== Work to be completed ==
Check every line of the material for the word "notify". Copy those that have it.

■ ■ ■ ■

use super::{ManifestCell, ManifestContext};
use notify::{Config, Event, EventKind, RecommendedWatcher, RecursiveMode, Watcher as NotifyWatcher};
use serde::{Deserialize, Serialize};
use std::path::{Path, PathBuf};
use std::sync::Arc;
use std::time::{Duration, SystemTime};
use tokio::sync::mpsc;
use tokio::task::JoinHandle;
use tokio_util::sync::CancellationToken;

#[derive(Debug, Clone, Copy, Default, PartialEq, Eq, Serialize, Deserialize)]
#[serde(rename_all = "snake_case")]
pub enum WatchBackend {
    /// OS file notifications, falling back to polling when unavailable.
    #[default]
    Native,
    Poll,
}

#[derive(Debug, Clone)]
pub struct WatchOptions {
    pub backend: WatchBackend,
    /// Quiet period after the last event before reloading.
    pub debounce: Duration,
    pub poll_interval: Duration,
}

impl Default for WatchOptions {
    fn default() -> Self {
        Self {
            backend: WatchBackend::Native,
            debounce: Duration::from_millis(100),
            poll_interval: Duration::from_secs(1),
        }
    }
}

pub(crate) struct WatchHandle {
    cancel: CancellationToken,
    task: JoinHandle<()>,
}

impl WatchHandle {
    pub(crate) fn stop(&self) {
        self.cancel.cancel();
    }

    pub(crate) fn is_running(&self) -> bool {
        !self.cancel.is_cancelled() && !self.task.is_finished()
    }
}

struct FsWatcher {
    _watcher: RecommendedWatcher,
    rx: mpsc::UnboundedReceiver<notify::Result<Event>>,
}

impl FsWatcher {
    fn new(dir: &Path) -> notify::Result<Self> {
        let (tx, rx) = mpsc::unbounded_channel();
        let mut watcher = RecommendedWatcher::new(
            move |res| {
                let _ = tx.send(res);
            },
            Config::default(),
        )?;
        watcher.watch(dir, RecursiveMode::NonRecursive)?;
        Ok(Self {
            _watcher: watcher,
            rx,
        })
    }

    async fn next_event_async(&mut self) -> Option<notify::Result<Event>> {
        self.rx.recv().await
    }
}

/// Start the single writer of `cell` on `runtime`.
pub(crate) fn spawn(
    runtime: &tokio::runtime::Handle,
    path: PathBuf,
    cell: Arc<ManifestCell>,
    options: WatchOptions,
) -> WatchHandle {
    let cancel = CancellationToken::new();
    let token = cancel.clone();

    let native = match options.backend {
        WatchBackend::Native => {
            let dir = path.parent().map(Path::to_path_buf).unwrap_or_default();
            match FsWatcher::new(&dir) {
                Ok(watcher) => Some(watcher),
                Err(err) => {
                    tracing::warn!(
                        "native watcher unavailable for {} ({}), polling instead",
                        dir.display(),
                        err
                    );
                    None
                }
            }
        }
        WatchBackend::Poll => None,
    };

    // Taken before the caller's first read, so a write in between is seen as a change.
    let baseline = std::fs::metadata(&path).ok().map(|m| (m.modified().ok(), m.len()));

    let task = runtime.spawn(async move {
        tracing::info!("Started watching manifest {}", path.display());
        match native {
            Some(watcher) => run_native(watcher, &path, &cell, options.debounce, token).await,
            None => run_poll(&path, &cell, baseline, options.poll_interval, token).await,
        }
        tracing::info!("Manifest watcher ended for {}", path.display());
    });

    WatchHandle { cancel, task }
}

async fn run_native(
    mut watcher: FsWatcher,
    path: &Path,
    cell: &ManifestCell,
    debounce: Duration,
    cancel: CancellationToken,
) {
    let mut pending = false;
    loop {
        tokio::select! {
            _ = cancel.cancelled() => break,
            event = watcher.next_event_async() => {
                match event {
                    Some(Ok(event)) => {
                        if affects(&event, path) {
                            pending = true;
                        }
                    }
                    Some(Err(err)) => tracing::warn!("manifest watcher error: {}", err),
                    None => break,
                }
            }
            _ = tokio::time::sleep(debounce), if pending => {
                pending = false;
                reload(path, cell).await;
            }
        }
    }
}

type Signature = Option<(Option<SystemTime>, u64)>;

async fn run_poll(
    path: &Path,
    cell: &ManifestCell,
    mut last: Signature,
    interval: Duration,
    cancel: CancellationToken,
) {
    let mut ticker = tokio::time::interval(interval);
    ticker.set_missed_tick_behavior(tokio::time::MissedTickBehavior::Delay);
    loop {
        tokio::select! {
            _ = cancel.cancelled() => break,
            _ = ticker.tick() => {
                let current = signature(path).await;
                if current != last {
                    last = current;
                    reload(path, cell).await;
                }
            }
        }
    }
}

fn affects(event: &Event, path: &Path) -> bool {
    matches!(
        event.kind,
        EventKind::Create(_) | EventKind::Modify(_) | EventKind::Remove(_) | EventKind::Any
    ) && event
        .paths
        .iter()
        .any(|p| p.file_name().is_some() && p.file_name() == path.file_name())
}

async fn signature(path: &Path) -> Signature {
    let meta = tokio::fs::metadata(path).await.ok()?;
    Some((meta.modified().ok(), meta.len()))
}

/// Re-read the manifest and swap it in. Any failure keeps the current snapshot.
pub(crate) async fn reload(path: &Path, cell: &ManifestCell) {
    let data = match tokio::fs::read(path).await {
        Ok(data) => data,
        Err(err) if err.kind() == std::io::ErrorKind::NotFound => {
            tracing::info!(
                "manifest {} removed; serving last snapshot until it reappears",
                path.display()
            );
            return;
        }
        Err(err) => {
            tracing::warn!("failed to read manifest {}: {}", path.display(), err);
            return;
        }
    };
    match ManifestContext::from_slice(&path.display().to_string(), &data) {
        Ok(context) => {
            tracing::info!(
                "reloaded manifest {} ({} entries)",
                path.display(),
                context.len()
            );
            cell.store(Arc::new(context));
        }
        Err(err) => {
            tracing::warn!("keeping previous manifest: {}", err);
        }
    }
}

■ ■ ■ ■

== Response for this exercise ==
use notify::{Config, Event, EventKind, RecommendedWatcher, RecursiveMode, Watcher as NotifyWatcher};
    rx: mpsc::UnboundedReceiver<notify::Result<Event>>,
    fn new(dir: &Path) -> notify::Result<Self> {
    async fn next_event_async(&mut self) -> Option<notify::Result<Event>> {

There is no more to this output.